Et j’ai pensé aux photos mises en scène par la Mère, à cette image vraie, vera icona, toi en marquis de velours turquoise et culotte longue à dentelles, bas blancs plissés et souliers noirs vernis à boucle, devant la tonnelle, on voit à droite le seuil de la maison la porte bleue. Tu as sept ans et un quart de violon et un archet entre les bras, tes longs cheveux réunis en catogan ruban de velours de guingois, mèches de côtés en trois rouleaux défaits, tu ne souris pas, tu portes déjà ce profil douloureux et musical, redresse-toi pose l’archet comme si, Elle siffle la Mère. Puis sur la scène de l’Opéra de Toulon, comment es-tu arrivée là? à deux pas du port un soir j’ai vu, toi marquis miniature dans le rond blanc de lumière, salle noire, ton petit violon presque inaudible ou alors le cœur me cognait bien trop fort, et j’ai vu aussi une ballerine blonde en tutu bandeau plumes blanches qui battait des bras autour de toi, cygne miniature gracieux et ses pointes sonores comme les sabots d’un ânon, et toi imperturbable « faaaaaa mi do, miiiiii ré sol, laaaaa si doooo », et je me dis qu’avant la promesse sous le laurier rose il y avait eu aussi ceci : un marquis figé, un quadrillage serré et tu étais déjà dans la marge. 


Elle ne creuse plus, elle jette l’outil des deux mains sur la terre ferme, elle détale de la fosse éboulis pierres plates deux bonds, saisit en passant par leurs lanières de cuir les sandales et cours, les bois des thyms et le silex des pierres sous ses pieds nus insensibles.

Ils ne lui diront rien, ni l’heure ni la date, ni la vérité.

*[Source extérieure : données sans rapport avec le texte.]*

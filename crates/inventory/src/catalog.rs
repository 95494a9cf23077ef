//! Units, substances and unit-scoped minimum-stock overrides.
//!
//! Catalog maintenance (forms, admin screens) belongs to the callers; the
//! core only needs to read these records and enforce their flags.

use serde::{Deserialize, Serialize};

use pharmastock_core::{DomainError, DomainResult, Entity, Money, Quantity, SubstanceId, UnitId};

/// Default minimum-stock threshold for a new substance.
pub const DEFAULT_MINIMUM: u32 = 1;

/// Default expiry-alert window, in days.
pub const DEFAULT_EXPIRY_ALERT_DAYS: u32 = 90;

/// A physical site holding its own inventory.
#[derive(Debug, Clone, PartialEq, Eq, Serialize, Deserialize)]
pub struct Unit {
    pub id: UnitId,
    pub code: String,
    pub name: String,
    pub active: bool,
}

impl Unit {
    pub fn new(id: UnitId, code: impl Into<String>, name: impl Into<String>) -> DomainResult<Self> {
        let code = code.into();
        if code.trim().is_empty() {
            return Err(DomainError::validation("unit code cannot be empty"));
        }
        Ok(Self {
            id,
            code,
            name: name.into(),
            active: true,
        })
    }

    /// Stock operations against an inactive unit are rejected.
    pub fn ensure_active(&self) -> DomainResult<()> {
        if !self.active {
            return Err(DomainError::validation(format!("unit {} is inactive", self.code)));
        }
        Ok(())
    }
}

impl Entity for Unit {
    type Id = UnitId;

    fn id(&self) -> &Self::Id {
        &self.id
    }
}

/// A trackable item (drug, consumable).
#[derive(Debug, Clone, PartialEq, Eq, Serialize, Deserialize)]
pub struct Substance {
    pub id: SubstanceId,
    pub name: String,
    /// Unit of measure, e.g. "ampoule", "ml".
    pub measure: String,
    pub default_minimum: Quantity,
    pub expiry_alert_days: u32,
    pub default_price: Money,
}

impl Substance {
    pub fn new(id: SubstanceId, name: impl Into<String>, measure: impl Into<String>) -> DomainResult<Self> {
        let name = name.into();
        if name.trim().is_empty() {
            return Err(DomainError::validation("substance name cannot be empty"));
        }
        Ok(Self {
            id,
            name,
            measure: measure.into(),
            default_minimum: Quantity::from(DEFAULT_MINIMUM),
            expiry_alert_days: DEFAULT_EXPIRY_ALERT_DAYS,
            default_price: Money::ZERO,
        })
    }

    pub fn with_minimum(mut self, minimum: Quantity) -> Self {
        self.default_minimum = minimum;
        self
    }

    pub fn with_expiry_alert_days(mut self, days: u32) -> DomainResult<Self> {
        if days == 0 {
            return Err(DomainError::validation("expiry alert window must be at least one day"));
        }
        self.expiry_alert_days = days;
        Ok(self)
    }
}

impl Entity for Substance {
    type Id = SubstanceId;

    fn id(&self) -> &Self::Id {
        &self.id
    }
}

/// Unit-specific minimum-stock threshold; at most one per (substance, unit).
#[derive(Debug, Clone, PartialEq, Eq, Serialize, Deserialize)]
pub struct UnitMinimumOverride {
    pub substance_id: SubstanceId,
    pub unit_id: UnitId,
    pub minimum: Quantity,
    pub active: bool,
}

/// Active override if present, else the substance default.
pub fn effective_minimum(substance: &Substance, unit_override: Option<&UnitMinimumOverride>) -> Quantity {
    match unit_override {
        Some(o) if o.active => o.minimum,
        _ => substance.default_minimum,
    }
}

#[cfg(test)]
mod tests {
    use super::*;
    use rust_decimal_macros::dec;

    fn substance() -> Substance {
        Substance::new(SubstanceId::new(), "Semaglutide", "pen")
            .unwrap()
            .with_minimum(Quantity::from(5))
    }

    #[test]
    fn override_wins_only_when_active() {
        let s = substance();
        let mut o = UnitMinimumOverride {
            substance_id: s.id,
            unit_id: UnitId::new(),
            minimum: Quantity::new(dec!(2.5)).unwrap(),
            active: true,
        };
        assert_eq!(effective_minimum(&s, Some(&o)), Quantity::new(dec!(2.5)).unwrap());

        o.active = false;
        assert_eq!(effective_minimum(&s, Some(&o)), Quantity::from(5));
        assert_eq!(effective_minimum(&s, None), Quantity::from(5));
    }

    #[test]
    fn inactive_unit_is_rejected() {
        let mut unit = Unit::new(UnitId::new(), "SP01", "Sao Paulo").unwrap();
        assert!(unit.ensure_active().is_ok());
        unit.active = false;
        assert!(matches!(unit.ensure_active(), Err(DomainError::Validation(_))));
    }

    #[test]
    fn alert_window_must_be_positive() {
        assert!(substance().with_expiry_alert_days(0).is_err());
        assert_eq!(substance().with_expiry_alert_days(30).unwrap().expiry_alert_days, 30);
    }
}
//! Inter-unit transfers.
//!
//! A transfer is executed as one transaction: it is requested, dispatched and
//! completed without ever being observable in between. Only completed
//! transfers are persisted; the intermediate states exist so the lifecycle
//! rules stay explicit.

use chrono::{DateTime, NaiveDate, Utc};
use serde::{Deserialize, Serialize};

use pharmastock_core::{
    BatchId, DomainError, DomainResult, Entity, MovementId, Quantity, SubstanceId, TransferId,
    UnitId, UserId,
};

#[derive(Debug, Copy, Clone, PartialEq, Eq, Hash, Serialize, Deserialize)]
#[serde(rename_all = "snake_case")]
pub enum TransferStatus {
    Pending,
    InTransit,
    Completed,
    /// Part of the stored data model; the instantaneous protocol never produces it.
    Cancelled,
}

impl TransferStatus {
    pub fn can_transition_to(self, next: TransferStatus) -> bool {
        matches!(
            (self, next),
            (TransferStatus::Pending, TransferStatus::InTransit)
                | (TransferStatus::InTransit, TransferStatus::Completed)
                | (TransferStatus::Pending, TransferStatus::Cancelled)
                | (TransferStatus::InTransit, TransferStatus::Cancelled)
        )
    }
}

/// How a synthesized destination batch gets its expiry date.
#[derive(Debug, Copy, Clone, PartialEq, Eq, Serialize, Deserialize)]
#[serde(rename_all = "snake_case", tag = "policy", content = "date")]
pub enum DestinationExpiry {
    /// Copy the origin batch's expiry date.
    InheritOrigin,
    /// Use a date supplied by the caller.
    Explicit(NaiveDate),
}

impl DestinationExpiry {
    pub fn resolve(self, origin_expiry: NaiveDate) -> NaiveDate {
        match self {
            DestinationExpiry::InheritOrigin => origin_expiry,
            DestinationExpiry::Explicit(d) => d,
        }
    }
}

/// One (origin batch → destination batch) leg of a transfer.
#[derive(Debug, Clone, PartialEq, Eq, Serialize, Deserialize)]
pub struct TransferLine {
    pub substance_id: SubstanceId,
    pub origin_batch: BatchId,
    pub destination_batch: BatchId,
    pub quantity: Quantity,
    pub out_movement: MovementId,
    pub in_movement: MovementId,
}

#[derive(Debug, Clone, PartialEq, Eq, Serialize, Deserialize)]
pub struct Transfer {
    pub id: TransferId,
    /// Human-readable code, e.g. `TRF0042`.
    pub code: String,
    pub origin_unit: UnitId,
    pub destination_unit: UnitId,
    pub status: TransferStatus,
    pub reason: String,
    pub requested_by: UserId,
    pub sent_by: Option<UserId>,
    pub received_by: Option<UserId>,
    pub created_at: DateTime<Utc>,
    pub sent_at: Option<DateTime<Utc>>,
    pub received_at: Option<DateTime<Utc>>,
    pub lines: Vec<TransferLine>,
}

impl Transfer {
    pub fn request(
        id: TransferId,
        code: impl Into<String>,
        origin_unit: UnitId,
        destination_unit: UnitId,
        reason: impl Into<String>,
        requested_by: UserId,
        at: DateTime<Utc>,
    ) -> DomainResult<Self> {
        if origin_unit == destination_unit {
            return Err(DomainError::validation(
                "origin and destination units must be different",
            ));
        }
        let reason = reason.into();
        if reason.trim().is_empty() {
            return Err(DomainError::validation("transfer reason cannot be empty"));
        }
        Ok(Self {
            id,
            code: code.into(),
            origin_unit,
            destination_unit,
            status: TransferStatus::Pending,
            reason,
            requested_by,
            sent_by: None,
            received_by: None,
            created_at: at,
            sent_at: None,
            received_at: None,
            lines: Vec::new(),
        })
    }

    pub fn add_line(&mut self, line: TransferLine) -> DomainResult<()> {
        if self.status != TransferStatus::Pending {
            return Err(DomainError::invariant("lines can only be added to a pending transfer"));
        }
        line.quantity.ensure_positive()?;
        self.lines.push(line);
        Ok(())
    }

    fn transition(&mut self, next: TransferStatus) -> DomainResult<()> {
        if !self.status.can_transition_to(next) {
            return Err(DomainError::invariant(format!(
                "transfer {} cannot move from {:?} to {:?}",
                self.code, self.status, next
            )));
        }
        self.status = next;
        Ok(())
    }

    pub fn dispatch(&mut self, sender: UserId, at: DateTime<Utc>) -> DomainResult<()> {
        if self.lines.is_empty() {
            return Err(DomainError::validation("transfer must have at least one line"));
        }
        self.transition(TransferStatus::InTransit)?;
        self.sent_by = Some(sender);
        self.sent_at = Some(at);
        Ok(())
    }

    pub fn complete(&mut self, receiver: UserId, at: DateTime<Utc>) -> DomainResult<()> {
        self.transition(TransferStatus::Completed)?;
        self.received_by = Some(receiver);
        self.received_at = Some(at);
        Ok(())
    }

    pub fn total_quantity(&self) -> Quantity {
        self.lines.iter().map(|l| l.quantity).sum()
    }
}

impl Entity for Transfer {
    type Id = TransferId;

    fn id(&self) -> &Self::Id {
        &self.id
    }
}

/// `TRF` + zero-padded sequence number, e.g. `TRF0007`.
pub fn format_transfer_code(prefix: &str, seq: u64, width: usize) -> String {
    format!("{prefix}{seq:0width$}")
}

/// Lot code for a batch created at the destination of a transfer.
pub fn synthesize_lot_code(origin_lot: &str, transfer_code: &str) -> String {
    format!("{origin_lot}/{transfer_code}")
}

Le soleil de dix heures dans le salon aux tommettes et les bulles d’air forcloses dans la verrière pétillent, balcon sur le Mont sa pinède ses pierriers. Dans la salle de bain faïencée de bleu elle a passé mains visage sous l’eau froide puis contre le coton rêche de la serviette de bain, elle rejoint le tapis comme un jardin que ses pieds poudrent d’ocres, elle tire l’étui de sous le canapé, en fait claquer la serrure. Elle ne déplie pas le voile. Elle regarde. Elle attend.